Top of DATASET EXTRACT
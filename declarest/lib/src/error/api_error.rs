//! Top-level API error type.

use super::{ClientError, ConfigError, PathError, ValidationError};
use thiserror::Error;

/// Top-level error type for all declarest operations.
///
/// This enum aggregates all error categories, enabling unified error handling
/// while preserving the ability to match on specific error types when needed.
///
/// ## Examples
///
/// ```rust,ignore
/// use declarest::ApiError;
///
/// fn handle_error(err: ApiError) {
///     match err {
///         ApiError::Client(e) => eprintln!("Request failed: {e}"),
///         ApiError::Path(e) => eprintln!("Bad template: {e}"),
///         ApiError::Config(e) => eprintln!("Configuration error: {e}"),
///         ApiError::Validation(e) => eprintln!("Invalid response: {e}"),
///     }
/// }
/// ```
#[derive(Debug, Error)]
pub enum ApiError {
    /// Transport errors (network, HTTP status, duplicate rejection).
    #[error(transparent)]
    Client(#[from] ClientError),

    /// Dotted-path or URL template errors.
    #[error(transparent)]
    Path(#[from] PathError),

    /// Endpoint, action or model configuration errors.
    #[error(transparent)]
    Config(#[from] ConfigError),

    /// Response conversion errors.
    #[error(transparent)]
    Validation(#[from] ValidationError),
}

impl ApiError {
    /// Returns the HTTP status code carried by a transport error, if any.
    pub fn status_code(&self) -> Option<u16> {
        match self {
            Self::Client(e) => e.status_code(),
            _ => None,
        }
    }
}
Bottom of DATASET EXTRACT
* **EXERCISE REQUIREMENTS**: Pull every line containing the word "HTTP" out of the material and copy it.

* **ANSWER BELOW**:
    /// Transport errors (network, HTTP status, duplicate rejection).
    /// Returns the HTTP status code carried by a transport error, if any.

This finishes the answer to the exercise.